(Task):
Read through the records. Copy each line that has the word "thread".
┄┄┄┄┄┄┄┄┄┄
use super::types::Mask;
use imageproc::distance_transform::Norm;
use imageproc::morphology::{dilate, erode};

/// Morphological cleanup of a raw cloak mask.
///
/// An opening (erode `open_iterations` times, then dilate as many times)
/// drops isolated speckles; a final dilation grows the surviving regions back
/// out to close pinholes and cover the edge lost to erosion. The structuring
/// neighborhood is a square of side `kernel_size`.
#[derive(Debug, Clone, Copy, PartialEq, Eq)]
pub struct MaskRefiner {
    kernel_size: u8,
    open_iterations: u32,
    dilate_iterations: u32,
}

impl Default for MaskRefiner {
    fn default() -> Self {
        Self {
            kernel_size: 3,
            open_iterations: 2,
            dilate_iterations: 1,
        }
    }
}

impl MaskRefiner {
    /// `kernel_size` is rounded up to the next odd value
    pub fn new(kernel_size: u8, open_iterations: u32, dilate_iterations: u32) -> Self {
        Self {
            kernel_size: kernel_size.max(1) | 1,
            open_iterations,
            dilate_iterations,
        }
    }

    pub fn kernel_size(&self) -> u8 {
        self.kernel_size
    }

    fn radius(&self) -> u8 {
        self.kernel_size / 2
    }

    /// Opening only: erode then dilate, `open_iterations` times each
    pub fn open(&self, mask: &Mask) -> Mask {
        let k = self.radius();
        let mut image = mask.as_gray().clone();
        for _ in 0..self.open_iterations {
            image = erode(&image, Norm::LInf, k);
        }
        for _ in 0..self.open_iterations {
            image = dilate(&image, Norm::LInf, k);
        }
        Mask::from_gray(image)
    }

    pub fn refine(&self, mask: &Mask) -> Mask {
        let _span = tracing::debug_span!("refine").entered();

        let k = self.radius();
        let mut image = self.open(mask).into_gray();
        for _ in 0..self.dilate_iterations {
            image = dilate(&image, Norm::LInf, k);
        }
        Mask::from_gray(image)
    }
}
use super::hsv::HsvImage;
use super::profile::ColorProfile;
use super::types::Mask;
use image::RgbImage;

/// Hue-range segmenter
///
/// Marks every pixel whose HSV value falls inside any of the profile's
/// ranges. Two-range profiles are combined with a plain boolean OR.
pub struct ColorKeySegmenter {
    profile: ColorProfile,
}

impl ColorKeySegmenter {
    pub fn new(profile: ColorProfile) -> Self {
        Self { profile }
    }

    pub fn profile(&self) -> &ColorProfile {
        &self.profile
    }

    /// Classify a frame against the profile
    pub fn classify(&self, frame: &RgbImage) -> Mask {
        let _span = tracing::debug_span!("classify", profile = self.profile.name()).entered();

        let hsv = HsvImage::from_rgb(frame);
        let (width, height) = hsv.dimensions();

        Mask::from_fn(width, height, |x, y| self.profile.matches(hsv.get(x, y)))
    }
}

#[cfg(test)]
mod tests {
    use super::*;
    use crate::segmentation::hsv::Hsv;
    use crate::segmentation::profile::{lookup, HsvRange};
    use image::Rgb;

    #[test]
    fn test_classify_blue_block() {
        let segmenter = ColorKeySegmenter::new(lookup("Blue").unwrap());
        let frame = RgbImage::from_fn(6, 4, |x, _| {
            if x < 3 {
                Rgb([43, 43, 200])
            } else {
                Rgb([43, 200, 43])
            }
        });

        let mask = segmenter.classify(&frame);
        assert_eq!(mask.dimensions(), (6, 4));
        assert_eq!(mask.count(), 12);
        for y in 0..4 {
            for x in 0..6 {
                assert_eq!(mask.is_set(x, y), x < 3);
            }
        }
    }

    #[test]
    fn test_classify_red_both_ends_of_hue_axis() {
        let segmenter = ColorKeySegmenter::new(lookup("Red").unwrap());
        let mut frame = RgbImage::new(3, 1);
        // ~2 degrees, ~358 degrees, pure green
        frame.put_pixel(0, 0, Rgb([220, 8, 0]));
        frame.put_pixel(1, 0, Rgb([220, 0, 8]));
        frame.put_pixel(2, 0, Rgb([0, 220, 0]));

        let mask = segmenter.classify(&frame);
        assert!(mask.is_set(0, 0));
        assert!(mask.is_set(1, 0));
        assert!(!mask.is_set(2, 0));
        assert_eq!(segmenter.profile().name(), "Red");
    }

    #[test]
    fn test_classify_does_not_touch_frame() {
        let segmenter = ColorKeySegmenter::new(lookup("Green").unwrap());
        let frame = RgbImage::from_pixel(2, 2, Rgb([10, 200, 10]));
        let before = frame.clone();

        let mask = segmenter.classify(&frame);
        assert_eq!(mask.count(), 4);
        assert_eq!(frame, before);
    }

    #[test]
    fn test_classify_custom_two_range_profile() {
        // yellow (H 20-30) or green (H 55-65), saturated and bright
        let profile = ColorProfile::new(
            "Highlighter",
            vec![
                HsvRange::new(Hsv::new(20, 100, 100), Hsv::new(30, 255, 255)),
                HsvRange::new(Hsv::new(55, 100, 100), Hsv::new(65, 255, 255)),
            ],
        )
        .unwrap();
        let segmenter = ColorKeySegmenter::new(profile);

        let row = [
            (Rgb([255, 255, 0]), true),    // H 30, first range
            (Rgb([0, 255, 0]), true),      // H 60, second range
            (Rgb([255, 128, 0]), false),   // H 15, below the first range
            (Rgb([0, 255, 255]), false),   // H 90, outside both
            (Rgb([255, 255, 200]), false), // yellow hue, too pale
            (Rgb([40, 40, 0]), false),     // yellow hue, too dark
        ];
        let frame = RgbImage::from_fn(row.len() as u32, 1, |x, _| row[x as usize].0);

        let mask = segmenter.classify(&frame);
        for (x, (_, expected)) in row.iter().enumerate() {
            assert_eq!(mask.is_set(x as u32, 0), *expected, "pixel {}", x);
        }
        assert_eq!(mask.count(), 2);
    }
}
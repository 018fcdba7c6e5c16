use crate::error::{CloakError, Result};
use crate::segmentation::Mask;
use image::{Rgb, RgbImage};

/// Substitute background pixels wherever the mask is set.
///
/// The background contributes only under the mask and the live frame only
/// under its complement; the two are summed with per-channel saturation.
/// Always returns a fresh buffer.
pub fn blend(background: &RgbImage, live: &RgbImage, mask: &Mask) -> Result<RgbImage> {
    let _span = tracing::debug_span!("blend").entered();

    let expected = live.dimensions();
    for actual in [background.dimensions(), mask.dimensions()] {
        if actual != expected {
            return Err(CloakError::DimensionMismatch { expected, actual });
        }
    }

    let (width, height) = expected;
    let output = RgbImage::from_fn(width, height, |x, y| {
        let on = mask.is_set(x, y);
        let keep_background = if on { *background.get_pixel(x, y) } else { Rgb([0, 0, 0]) };
        let keep_live = if on { Rgb([0, 0, 0]) } else { *live.get_pixel(x, y) };

        Rgb([
            keep_background[0].saturating_add(keep_live[0]),
            keep_background[1].saturating_add(keep_live[1]),
            keep_background[2].saturating_add(keep_live[2]),
        ])
    });

    Ok(output)
}

#[cfg(test)]
mod tests {
    use super::*;

    #[test]
    fn test_partition() {
        let background = RgbImage::from_fn(8, 6, |x, y| Rgb([x as u8 * 10, y as u8 * 20, 7]));
        let live = RgbImage::from_fn(8, 6, |x, y| Rgb([200, x as u8 + y as u8, 100]));
        let mask = Mask::from_fn(8, 6, |x, y| (x + y) % 3 == 0);

        let output = blend(&background, &live, &mask).unwrap();
        for (x, y, pixel) in output.enumerate_pixels() {
            if mask.is_set(x, y) {
                assert_eq!(pixel, background.get_pixel(x, y));
            } else {
                assert_eq!(pixel, live.get_pixel(x, y));
            }
        }
    }

    #[test]
    fn test_empty_and_full_masks() {
        let background = RgbImage::from_pixel(4, 4, Rgb([1, 2, 3]));
        let live = RgbImage::from_pixel(4, 4, Rgb([250, 251, 252]));

        let none = blend(&background, &live, &Mask::new(4, 4)).unwrap();
        assert_eq!(none, live);

        let all = blend(&background, &live, &Mask::from_fn(4, 4, |_, _| true)).unwrap();
        assert_eq!(all, background);
    }

    #[test]
    fn test_dimension_mismatch() {
        let background = RgbImage::new(4, 4);
        let live = RgbImage::new(4, 4);
        let mask = Mask::new(5, 4);

        let err = blend(&background, &live, &mask).unwrap_err();
        assert!(matches!(
            err,
            CloakError::DimensionMismatch {
                expected: (4, 4),
                actual: (5, 4)
            }
        ));

        let err = blend(&RgbImage::new(2, 2), &live, &Mask::new(4, 4)).unwrap_err();
        assert!(matches!(err, CloakError::DimensionMismatch { .. }));
    }
}
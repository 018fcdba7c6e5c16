//! One-shot background snapshot for a cloak session.

use crate::capture::CaptureStream;
use crate::error::{CloakError, Result};
use image::{imageops, RgbImage};
use std::time::Duration;

/// How the sample window is reduced to a single background
#[derive(Debug, Clone, Copy, PartialEq, Eq, Default)]
pub enum BackgroundMode {
    /// Keep the most recent successfully read frame
    #[default]
    Latest,
    /// Per-channel mean of every successfully read frame
    Average,
}

/// Mirrored still of the empty scene, read-only once captured
#[derive(Debug)]
pub struct BackgroundModel {
    pixels: RgbImage,
}

impl BackgroundModel {
    /// Wait for the camera to settle, then sample `sample_frames` frames.
    ///
    /// Failed reads are skipped. Fails with `NoUsableFrame` only when no read
    /// in the window succeeds. The sampled frames go nowhere else.
    pub fn capture<S: CaptureStream>(
        stream: &mut S,
        warmup: Duration,
        sample_frames: u32,
        mode: BackgroundMode,
    ) -> Result<Self> {
        let _span = tracing::info_span!("capture_background").entered();

        if !warmup.is_zero() {
            tracing::info!("Waiting {:?} for the camera to settle", warmup);
            std::thread::sleep(warmup);
        }

        let mut reducer = match mode {
            BackgroundMode::Latest => Reducer::Latest(None),
            BackgroundMode::Average => Reducer::Average(None),
        };

        for attempt in 1..=sample_frames {
            match stream.capture_frame() {
                Ok(frame) => reducer.push(frame),
                Err(e) => tracing::warn!(
                    "Background read {}/{} failed: {:#}",
                    attempt,
                    sample_frames,
                    e
                ),
            }
        }

        let (mut pixels, used) = reducer.finish().ok_or(CloakError::NoUsableFrame {
            attempts: sample_frames,
        })?;
        imageops::flip_horizontal_in_place(&mut pixels);

        tracing::info!(
            "Background captured from {}/{} frames ({}x{}, {:?})",
            used,
            sample_frames,
            pixels.width(),
            pixels.height(),
            mode
        );

        Ok(Self { pixels })
    }

    pub fn pixels(&self) -> &RgbImage {
        &self.pixels
    }

    pub fn dimensions(&self) -> (u32, u32) {
        self.pixels.dimensions()
    }
}

struct Accumulator {
    width: u32,
    height: u32,
    sums: Vec<u32>,
    count: u32,
}

enum Reducer {
    Latest(Option<(RgbImage, u32)>),
    Average(Option<Accumulator>),
}

impl Reducer {
    fn push(&mut self, frame: RgbImage) {
        match self {
            Reducer::Latest(slot) => {
                let used = slot.as_ref().map_or(0, |(_, n)| *n) + 1;
                *slot = Some((frame, used));
            }
            Reducer::Average(slot) => {
                let acc = slot.get_or_insert_with(|| Accumulator {
                    width: frame.width(),
                    height: frame.height(),
                    sums: vec![0; frame.as_raw().len()],
                    count: 0,
                });
                if frame.dimensions() != (acc.width, acc.height) {
                    tracing::warn!(
                        "Skipping background frame of {}x{}, expected {}x{}",
                        frame.width(),
                        frame.height(),
                        acc.width,
                        acc.height
                    );
                    return;
                }
                for (sum, value) in acc.sums.iter_mut().zip(frame.as_raw()) {
                    *sum += *value as u32;
                }
                acc.count += 1;
            }
        }
    }

    fn finish(self) -> Option<(RgbImage, u32)> {
        match self {
            Reducer::Latest(slot) => slot,
            Reducer::Average(slot) => {
                let acc = slot?;
                let count = acc.count;
                let raw = acc
                    .sums
                    .iter()
                    .map(|sum| ((sum + count / 2) / count) as u8)
                    .collect();
                RgbImage::from_raw(acc.width, acc.height, raw).map(|image| (image, count))
            }
        }
    }
}

#[cfg(test)]
mod tests {
    use super::*;
    use anyhow::anyhow;
    use image::Rgb;
    use std::collections::VecDeque;

    struct ScriptedStream {
        reads: VecDeque<Option<RgbImage>>,
    }

    impl ScriptedStream {
        fn new(reads: Vec<Option<RgbImage>>) -> Self {
            Self {
                reads: reads.into(),
            }
        }
    }

    impl CaptureStream for ScriptedStream {
        fn capture_frame(&mut self) -> anyhow::Result<RgbImage> {
            self.reads
                .pop_front()
                .flatten()
                .ok_or_else(|| anyhow!("no frame"))
        }

        fn resolution(&self) -> (u32, u32) {
            (2, 1)
        }
    }

    fn two_tone(left: u8, right: u8) -> RgbImage {
        RgbImage::from_fn(2, 1, |x, _| {
            let v = if x == 0 { left } else { right };
            Rgb([v, v, v])
        })
    }

    #[test]
    fn test_latest_keeps_last_good_frame_mirrored() {
        let mut stream = ScriptedStream::new(vec![
            Some(two_tone(1, 2)),
            Some(two_tone(10, 20)),
            None,
        ]);

        let background =
            BackgroundModel::capture(&mut stream, Duration::ZERO, 3, BackgroundMode::Latest)
                .unwrap();
        assert_eq!(background.pixels(), &two_tone(20, 10));
        assert!(stream.reads.is_empty());
    }

    #[test]
    fn test_average() {
        let mut stream = ScriptedStream::new(vec![
            Some(two_tone(10, 100)),
            None,
            Some(two_tone(20, 201)),
        ]);

        let background =
            BackgroundModel::capture(&mut stream, Duration::ZERO, 3, BackgroundMode::Average)
                .unwrap();
        // (100 + 201) / 2 rounds to 151, then mirrored
        assert_eq!(background.pixels(), &two_tone(151, 15));
    }

    #[test]
    fn test_average_skips_mismatched_frames() {
        let mut stream = ScriptedStream::new(vec![
            Some(two_tone(10, 10)),
            Some(RgbImage::new(4, 4)),
            Some(two_tone(30, 30)),
        ]);

        let background =
            BackgroundModel::capture(&mut stream, Duration::ZERO, 3, BackgroundMode::Average)
                .unwrap();
        assert_eq!(background.dimensions(), (2, 1));
        assert_eq!(background.pixels(), &two_tone(20, 20));
    }

    #[test]
    fn test_all_reads_fail() {
        let mut stream = ScriptedStream::new(vec![None, None]);
        let err = BackgroundModel::capture(&mut stream, Duration::ZERO, 2, BackgroundMode::Latest)
            .unwrap_err();
        assert!(matches!(err, CloakError::NoUsableFrame { attempts: 2 }));
    }

    #[test]
    fn test_empty_window() {
        let mut stream = ScriptedStream::new(vec![Some(two_tone(1, 1))]);
        let err = BackgroundModel::capture(&mut stream, Duration::ZERO, 0, BackgroundMode::Average)
            .unwrap_err();
        assert!(matches!(err, CloakError::NoUsableFrame { attempts: 0 }));
    }
}
use crate::background::BackgroundModel;
use crate::capture::{CameraSource, CaptureStream};
use crate::composite;
use crate::config::PipelineConfig;
use crate::error::{CloakError, Result};
use crate::output::OutputSink;
use crate::segmentation::{self, ColorKeySegmenter, ColorProfile, MaskRefiner};
use image::imageops;
use std::sync::atomic::{AtomicBool, AtomicU8, Ordering};
use std::sync::Arc;
use std::time::{Duration, Instant};

/// Cross-thread stop request, polled once per frame
#[derive(Debug, Clone, Default)]
pub struct StopSignal(Arc<AtomicBool>);

impl StopSignal {
    pub fn new() -> Self {
        Self::default()
    }

    pub fn set(&self) {
        self.0.store(true, Ordering::Release);
    }

    pub fn clear(&self) {
        self.0.store(false, Ordering::Release);
    }

    pub fn is_set(&self) -> bool {
        self.0.load(Ordering::Acquire)
    }
}

#[derive(Debug, Clone, Copy, PartialEq, Eq)]
pub enum PipelineState {
    Idle,
    CapturingBackground,
    Streaming,
}

impl PipelineState {
    fn from_u8(value: u8) -> Self {
        match value {
            1 => PipelineState::CapturingBackground,
            2 => PipelineState::Streaming,
            _ => PipelineState::Idle,
        }
    }
}

/// Shared view of the controller state, readable while a session runs
#[derive(Debug, Clone)]
pub struct StateHandle(Arc<AtomicU8>);

impl Default for StateHandle {
    fn default() -> Self {
        Self(Arc::new(AtomicU8::new(PipelineState::Idle as u8)))
    }
}

impl StateHandle {
    pub fn get(&self) -> PipelineState {
        PipelineState::from_u8(self.0.load(Ordering::Acquire))
    }

    fn set(&self, state: PipelineState) {
        let previous = PipelineState::from_u8(self.0.swap(state as u8, Ordering::AcqRel));
        if previous != state {
            tracing::debug!("Pipeline state {:?} -> {:?}", previous, state);
        }
    }
}

/// Why a session ended cleanly
#[derive(Debug, Clone, Copy, PartialEq, Eq)]
pub enum SessionEnd {
    /// The stop signal was observed
    Stopped,
    /// `max_frames` frames were delivered
    FrameLimit,
}

#[derive(Debug, Clone, PartialEq, Eq)]
pub struct SessionReport {
    pub profile: String,
    pub frames_delivered: u64,
    pub end: SessionEnd,
}

/// Drives cloak sessions against one camera source.
///
/// Each call to [`start`](Self::start) is a full session: profile lookup,
/// camera acquisition, a fresh background capture, then streaming until the
/// stop signal, the frame budget, or an error. The camera stream is dropped,
/// and the state returns to `Idle`, on every exit path.
pub struct PipelineController<C: CameraSource> {
    source: C,
    config: PipelineConfig,
    state: StateHandle,
    stop: StopSignal,
}

impl<C: CameraSource> PipelineController<C> {
    pub fn new(source: C, config: PipelineConfig) -> Self {
        Self {
            source,
            config,
            state: StateHandle::default(),
            stop: StopSignal::new(),
        }
    }

    pub fn state(&self) -> PipelineState {
        self.state.get()
    }

    /// Handle for watching the state from another thread (or from a sink)
    pub fn state_handle(&self) -> StateHandle {
        self.state.clone()
    }

    /// Handle for stopping the session from another thread (or from a sink)
    pub fn stop_signal(&self) -> StopSignal {
        self.stop.clone()
    }

    /// Request a stop at the next frame boundary
    pub fn stop(&self) {
        self.stop.set();
    }

    /// Run one session to completion
    pub fn start<O: OutputSink>(&mut self, profile_name: &str, sink: &mut O) -> Result<SessionReport> {
        let profile = segmentation::lookup(profile_name)?;
        self.stop.clear();

        tracing::info!("Starting {} cloak session", profile.name());

        let mut stream = self
            .source
            .open()
            .map_err(|source| CloakError::CameraUnavailable { source })?;
        let (width, height) = stream.resolution();
        tracing::info!("Camera opened at {}x{}", width, height);

        let result = self.run_session(&mut stream, profile, sink);

        drop(stream);
        self.state.set(PipelineState::Idle);

        match &result {
            Ok(report) => tracing::info!(
                "Session ended ({:?}) after {} frames",
                report.end,
                report.frames_delivered
            ),
            Err(e) => tracing::error!("Session aborted: {}", error_chain(e)),
        }

        result
    }

    fn run_session<S, O>(&mut self, stream: &mut S, profile: ColorProfile, sink: &mut O) -> Result<SessionReport>
    where
        S: CaptureStream,
        O: OutputSink,
    {
        self.state.set(PipelineState::CapturingBackground);
        tracing::info!("Capturing background, keep the cloak out of frame");

        let background = BackgroundModel::capture(
            stream,
            self.config.warmup,
            self.config.background_frames,
            self.config.background_mode,
        )?;

        let session = PipelineSession {
            segmenter: ColorKeySegmenter::new(profile),
            refiner: self.config.refiner(),
            background,
        };

        self.state.set(PipelineState::Streaming);
        session.stream(stream, sink, &self.stop, &self.config)
    }
}

fn error_chain(error: &CloakError) -> String {
    let mut message = error.to_string();
    let mut source = std::error::Error::source(error);
    while let Some(cause) = source {
        message.push_str(": ");
        message.push_str(&cause.to_string());
        source = cause.source();
    }
    message
}

/// State held for one session: the active profile and its background
struct PipelineSession {
    segmenter: ColorKeySegmenter,
    refiner: MaskRefiner,
    background: BackgroundModel,
}

impl PipelineSession {
    fn stream<S, O>(
        &self,
        stream: &mut S,
        sink: &mut O,
        stop: &StopSignal,
        config: &PipelineConfig,
    ) -> Result<SessionReport>
    where
        S: CaptureStream,
        O: OutputSink,
    {
        let frame_duration = config.frame_duration();
        let mut frame_count = 0u64;
        let mut total_capture_time = Duration::ZERO;
        let mut total_segment_time = Duration::ZERO;
        let mut total_composite_time = Duration::ZERO;
        let mut total_output_time = Duration::ZERO;

        let (out_width, out_height) = sink.resolution();
        tracing::info!(
            "Streaming {} cloak to {}x{} output, show_mask={}",
            self.segmenter.profile().name(),
            out_width,
            out_height,
            config.show_mask
        );

        loop {
            let loop_start = Instant::now();
            let frame_number = frame_count + 1;

            // Capture frame
            let capture_start = Instant::now();
            let mut frame = stream
                .capture_frame()
                .map_err(|source| CloakError::CameraReadFailure {
                    frame: frame_number,
                    source,
                })?;
            imageops::flip_horizontal_in_place(&mut frame);
            total_capture_time += capture_start.elapsed();

            // Segmentation and cleanup
            let segment_start = Instant::now();
            let raw = self.segmenter.classify(&frame);
            let mask = self.refiner.refine(&raw);
            total_segment_time += segment_start.elapsed();

            // Composite
            let composite_start = Instant::now();
            let output_frame = if config.show_mask {
                mask.to_rgb()
            } else {
                composite::blend(self.background.pixels(), &frame, &mask)?
            };
            total_composite_time += composite_start.elapsed();

            // Output frame
            let output_start = Instant::now();
            sink.write_frame(&output_frame)
                .map_err(|source| CloakError::SinkFailure {
                    frame: frame_number,
                    source,
                })?;
            total_output_time += output_start.elapsed();

            frame_count += 1;

            // Log stats every 30 frames
            if frame_count % 30 == 0 {
                let avg_ms = |total: Duration| total.as_secs_f64() * 1000.0 / frame_count as f64;
                let avg_capture_ms = avg_ms(total_capture_time);
                let avg_segment_ms = avg_ms(total_segment_time);
                let avg_composite_ms = avg_ms(total_composite_time);
                let avg_output_ms = avg_ms(total_output_time);
                let total_ms = avg_capture_ms + avg_segment_ms + avg_composite_ms + avg_output_ms;

                tracing::info!(
                    "Frame {}: capture={:.1}ms, segment={:.1}ms, composite={:.1}ms, output={:.1}ms, total={:.1}ms, fps={:.1}",
                    frame_count,
                    avg_capture_ms,
                    avg_segment_ms,
                    avg_composite_ms,
                    avg_output_ms,
                    total_ms,
                    1000.0 / total_ms
                );
            }

            if stop.is_set() {
                return Ok(self.report(frame_count, SessionEnd::Stopped));
            }
            if config.max_frames.is_some_and(|max| frame_count >= max) {
                return Ok(self.report(frame_count, SessionEnd::FrameLimit));
            }

            // Frame rate limiting
            if let Some(frame_duration) = frame_duration {
                let elapsed = loop_start.elapsed();
                if elapsed < frame_duration {
                    std::thread::sleep(frame_duration - elapsed);
                }
            }
        }
    }

    fn report(&self, frames_delivered: u64, end: SessionEnd) -> SessionReport {
        SessionReport {
            profile: self.segmenter.profile().name().to_string(),
            frames_delivered,
            end,
        }
    }
}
┄┄┄┄┄┄┄┄┄┄
(Response to this task):
            std::thread::sleep(warmup);
/// Cross-thread stop request, polled once per frame
    /// Handle for watching the state from another thread (or from a sink)
    /// Handle for stopping the session from another thread (or from a sink)
                    std::thread::sleep(frame_duration - elapsed);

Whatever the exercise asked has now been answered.